──────── GIVEN ENTRIES ────────

use std::fs;
use std::io::{self, BufRead, Write};
use std::path::{Path, PathBuf};
use std::process::ExitCode;

use anyhow::{Context, Result};
use clap::Parser;
use tracing_subscriber::EnvFilter;

use loxwalk::error::EXIT_USAGE;
use loxwalk::stmt::{print_stmt, Stmt};
use loxwalk::{Diagnostics, Interpreter};

const LOG_ENV: &str = "LOXWALK_LOG";

/// Tree-walking interpreter for a small Lox dialect. Runs SCRIPT, or starts an
/// interactive prompt when no script is given.
#[derive(Parser, Debug)]
#[command(version, about, long_about = None)]
struct Args {
    /// Print the parsed statements to stderr before running them.
    #[arg(long)]
    print_ast: bool,

    /// Increase log verbosity (-v debug, -vv trace). Overridden by LOXWALK_LOG.
    #[arg(short, long, action = clap::ArgAction::Count)]
    verbose: u8,

    script: Option<PathBuf>,
}

fn main() -> Result<ExitCode> {
    let args = match Args::try_parse() {
        Ok(args) => args,
        Err(error) => return Ok(usage_error(&error)),
    };
    install_tracing(args.verbose);

    match &args.script {
        Some(path) => run_file(path, &args),
        None => run_prompt(&args),
    }
}

// --help and --version exit cleanly, anything else is a usage error
fn usage_error(error: &clap::Error) -> ExitCode {
    let _ = error.print();
    if error.exit_code() == 0 {
        ExitCode::SUCCESS
    } else {
        ExitCode::from(EXIT_USAGE)
    }
}

fn install_tracing(verbose: u8) {
    let default_level = match verbose {
        0 => "warn",
        1 => "debug",
        _ => "trace",
    };
    let filter = EnvFilter::try_from_env(LOG_ENV).unwrap_or_else(|_| EnvFilter::new(default_level));
    let _ = tracing_subscriber::fmt()
        .with_env_filter(filter)
        .with_writer(io::stderr)
        .try_init();
}

fn run_file(path: &Path, args: &Args) -> Result<ExitCode> {
    let contents = fs::read_to_string(path).with_context(|| format!("Reading {}", path.display()))?;

    let mut stdout = io::stdout();
    let mut interpreter = Interpreter::new(&mut stdout);
    let mut diagnostics = Diagnostics::new();

    run(&contents, &mut interpreter, &mut diagnostics, args);
    display_errors(&diagnostics);

    Ok(diagnostics.exit_code().map_or(ExitCode::SUCCESS, ExitCode::from))
}

fn run_prompt(args: &Args) -> Result<ExitCode> {
    let stdin = io::stdin();
    let mut stdout = io::stdout();
    let mut interpreter = Interpreter::new(&mut stdout);
    let mut diagnostics = Diagnostics::new();
    let mut buffer = String::new();

    loop {
        print!("> ");
        io::stdout().flush().context("Flushing prompt")?;

        buffer.clear();
        if stdin.lock().read_line(&mut buffer).context("Reading prompt input")? == 0 {
            println!();
            break;
        }

        let line = buffer.trim();
        if line == "exit" || line == "quit" {
            break;
        }

        diagnostics.reset();
        run(line, &mut interpreter, &mut diagnostics, args);
        display_errors(&diagnostics);
    }

    Ok(ExitCode::SUCCESS)
}

fn run(code: &str, interpreter: &mut Interpreter, diagnostics: &mut Diagnostics, args: &Args) {
    loxwalk::run_with(code, interpreter, diagnostics, |statements: &[Stmt]| {
        if args.print_ast {
            for statement in statements {
                eprintln!("{}", print_stmt(statement));
            }
        }
    });
}

fn display_errors(diagnostics: &Diagnostics) {
    for error in diagnostics.errors() {
        eprintln!("{error}");
    }
    if let Some(error) = diagnostics.runtime_error() {
        eprintln!("{error}");
    }
}
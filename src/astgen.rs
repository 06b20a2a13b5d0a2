//! Generates Rust enum definitions for AST node families from compact grammar
//! lines such as `Binary -> left: Expr, operator: Token, right: Expr`.

use std::fmt::Write;

use thiserror::Error;

pub const EXPR_GRAMMAR: &[&str] = &[
    "Ternary  -> condition: Expr, trueExpr: Expr, falseExpr: Expr",
    "Assign   -> name: Token, value: Expr",
    "Binary   -> left: Expr, operator: Token, right: Expr",
    "Call     -> callee: Expr, paren: Token, arguments: List[Expr]",
    "Grouping -> expression: Expr",
    "Literal  -> value: object",
    "Logical  -> left: Expr, operator: Token, right: Expr",
    "Unary    -> operator: Token, right: Expr",
    "Variable -> name: Token",
];

pub const STMT_GRAMMAR: &[&str] = &[
    "Block      -> statements: List[Stmt]",
    "Expression -> expression: Expr",
    "If         -> condition: Expr, thenBranch: Stmt, elseBranch: Stmt?",
    "Print      -> keyword: Token, expression: Expr",
    "Var        -> name: Token, initializer: Expr?",
    "While      -> condition: Expr, body: Stmt",
];

#[derive(Debug, Clone, PartialEq, Eq, Error)]
pub enum AstGenError {
    #[error("Missing '->' in node description '{0}'")]
    MissingArrow(String),
    #[error("Missing node name in '{0}'")]
    MissingName(String),
    #[error("Malformed field '{field}' in node '{node}'")]
    MalformedField { node: String, field: String },
    #[error("Unsupported field type '{0}'")]
    UnsupportedType(String),
}

#[derive(Debug, Clone, PartialEq, Eq)]
pub struct NodeSpec {
    pub name: String,
    pub fields: Vec<FieldSpec>,
}

#[derive(Debug, Clone, PartialEq, Eq)]
pub struct FieldSpec {
    pub name: String,
    pub type_name: String,
}

/// Parse one `Name -> field: Type, ...` line.
pub fn parse_node(line: &str) -> Result<NodeSpec, AstGenError> {
    let (name, fields) = line
        .split_once("->")
        .ok_or_else(|| AstGenError::MissingArrow(line.to_string()))?;
    let name = name.trim();
    if name.is_empty() {
        return Err(AstGenError::MissingName(line.to_string()));
    }

    let fields = fields
        .split(',')
        .map(str::trim)
        .filter(|field| !field.is_empty())
        .map(|field| -> Result<FieldSpec, AstGenError> {
            let (field_name, type_name) = field
                .split_once(':')
                .map(|(field_name, type_name)| (field_name.trim(), type_name.trim()))
                .filter(|(field_name, type_name)| !field_name.is_empty() && !type_name.is_empty())
                .ok_or_else(|| AstGenError::MalformedField {
                    node: name.to_string(),
                    field: field.to_string(),
                })?;
            Ok(FieldSpec {
                name: snake_case(field_name),
                type_name: type_name.to_string(),
            })
        })
        .collect::<Result<Vec<_>, AstGenError>>()?;

    Ok(NodeSpec {
        name: name.to_string(),
        fields,
    })
}

/// Map a grammar type to the Rust type of a field inside the `base_name` enum.
pub fn rust_type(type_name: &str, base_name: &str) -> Result<String, AstGenError> {
    if let Some(inner) = type_name.strip_suffix('?') {
        return Ok(format!("Option<{}>", rust_type(inner, base_name)?));
    }
    if let Some(inner) = type_name.strip_prefix("List[").and_then(|rest| rest.strip_suffix(']')) {
        // Vec already provides the indirection a recursive type needs
        let element = match inner {
            "Expr" | "Stmt" | "Token" => inner.to_string(),
            _ => return Err(AstGenError::UnsupportedType(type_name.to_string())),
        };
        return Ok(format!("Vec<{element}>"));
    }

    match type_name {
        "Expr" | "Stmt" if type_name == base_name => Ok(format!("Box<{type_name}>")),
        "Expr" | "Stmt" | "Token" => Ok(type_name.to_string()),
        "object" => Ok("Value".to_string()),
        _ => Err(AstGenError::UnsupportedType(type_name.to_string())),
    }
}

/// Generate the source of a module defining the `base_name` enum.
pub fn define_ast(base_name: &str, grammar: &[&str]) -> Result<String, AstGenError> {
    let nodes = grammar
        .iter()
        .map(|line| parse_node(line))
        .collect::<Result<Vec<_>, _>>()?;

    let mut source = String::new();
    // writing into a String cannot fail
    let _ = writeln!(source, "// Generated by generate_ast. Do not edit.");
    let _ = writeln!(source);
    for import in imports(base_name, &nodes) {
        let _ = writeln!(source, "use {import};");
    }
    let _ = writeln!(source);
    let _ = writeln!(source, "#[derive(Debug, Clone, PartialEq)]");
    let _ = writeln!(source, "pub enum {base_name} {{");
    for node in &nodes {
        if node.fields.is_empty() {
            let _ = writeln!(source, "    {},", node.name);
            continue;
        }
        let _ = writeln!(source, "    {} {{", node.name);
        for field in &node.fields {
            let _ = writeln!(source, "        {}: {},", field.name, rust_type(&field.type_name, base_name)?);
        }
        let _ = writeln!(source, "    }},");
    }
    let _ = writeln!(source, "}}");

    Ok(source)
}

fn imports(base_name: &str, nodes: &[NodeSpec]) -> Vec<&'static str> {
    let uses = |needle: &str| {
        nodes
            .iter()
            .flat_map(|node| node.fields.iter())
            .any(|field| field.type_name.contains(needle))
    };

    let mut imports = Vec::new();
    if base_name != "Expr" && uses("Expr") {
        imports.push("crate::expr::Expr");
    }
    if uses("Token") {
        imports.push("crate::scanner::Token");
    }
    if base_name != "Stmt" && uses("Stmt") {
        imports.push("crate::stmt::Stmt");
    }
    if uses("object") {
        imports.push("crate::value::Value");
    }
    imports
}

fn snake_case(name: &str) -> String {
    let mut converted = String::with_capacity(name.len() + 4);
    for (i, c) in name.chars().enumerate() {
        if c.is_uppercase() {
            if i > 0 {
                converted.push('_');
            }
            converted.extend(c.to_lowercase());
        } else {
            converted.push(c);
        }
    }
    converted
}

#[cfg(test)]
mod tests {
    use super::*;

    #[test]
    fn parses_node_line() {
        let node = parse_node("If -> condition: Expr, thenBranch: Stmt, elseBranch: Stmt?").unwrap();
        assert_eq!("If", node.name);
        let names: Vec<&str> = node.fields.iter().map(|field| field.name.as_str()).collect();
        assert_eq!(vec!["condition", "then_branch", "else_branch"], names);
        assert_eq!("Stmt?", node.fields[2].type_name);
    }

    #[test]
    fn maps_types_per_family() {
        assert_eq!(Ok("Box<Expr>".to_string()), rust_type("Expr", "Expr"));
        assert_eq!(Ok("Expr".to_string()), rust_type("Expr", "Stmt"));
        assert_eq!(Ok("Option<Box<Stmt>>".to_string()), rust_type("Stmt?", "Stmt"));
        assert_eq!(Ok("Option<Expr>".to_string()), rust_type("Expr?", "Stmt"));
        assert_eq!(Ok("Vec<Expr>".to_string()), rust_type("List[Expr]", "Expr"));
        assert_eq!(Ok("Value".to_string()), rust_type("object", "Expr"));
        assert_eq!(
            Err(AstGenError::UnsupportedType("Map[Expr]".to_string())),
            rust_type("Map[Expr]", "Expr")
        );
    }

    #[test]
    fn rejects_malformed_lines() {
        assert_eq!(
            Err(AstGenError::MissingArrow("Binary left: Expr".to_string())),
            parse_node("Binary left: Expr")
        );
        assert_eq!(
            Err(AstGenError::MissingName(" -> left: Expr".to_string())),
            parse_node(" -> left: Expr")
        );
        assert!(matches!(
            parse_node("Binary -> left Expr"),
            Err(AstGenError::MalformedField { .. })
        ));
    }

    #[test]
    fn generates_stmt_enum() {
        let source = define_ast("Stmt", STMT_GRAMMAR).unwrap();
        assert!(source.contains("use crate::expr::Expr;"));
        assert!(source.contains("use crate::scanner::Token;"));
        assert!(!source.contains("use crate::stmt::Stmt;"));
        assert!(source.contains("pub enum Stmt {"));
        assert!(source.contains("    If {\n        condition: Expr,\n        then_branch: Box<Stmt>,\n        else_branch: Option<Box<Stmt>>,\n    },"));
        assert!(source.contains("        initializer: Option<Expr>,"));
    }

    #[test]
    fn generates_expr_enum() {
        let source = define_ast("Expr", EXPR_GRAMMAR).unwrap();
        assert!(source.contains("use crate::value::Value;"));
        assert!(source.contains("        true_expr: Box<Expr>,"));
        assert!(source.contains("        arguments: Vec<Expr>,"));
        assert!(source.contains("    Literal {\n        value: Value,\n    },"));
    }
}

────────

EXERCISE AIM: From the entries above, collect every line with the string "trim" in it.

ANSWER BOX:
        let line = buffer.trim();
    let name = name.trim();
        .map(str::trim)
                .map(|(field_name, type_name)| (field_name.trim(), type_name.trim()))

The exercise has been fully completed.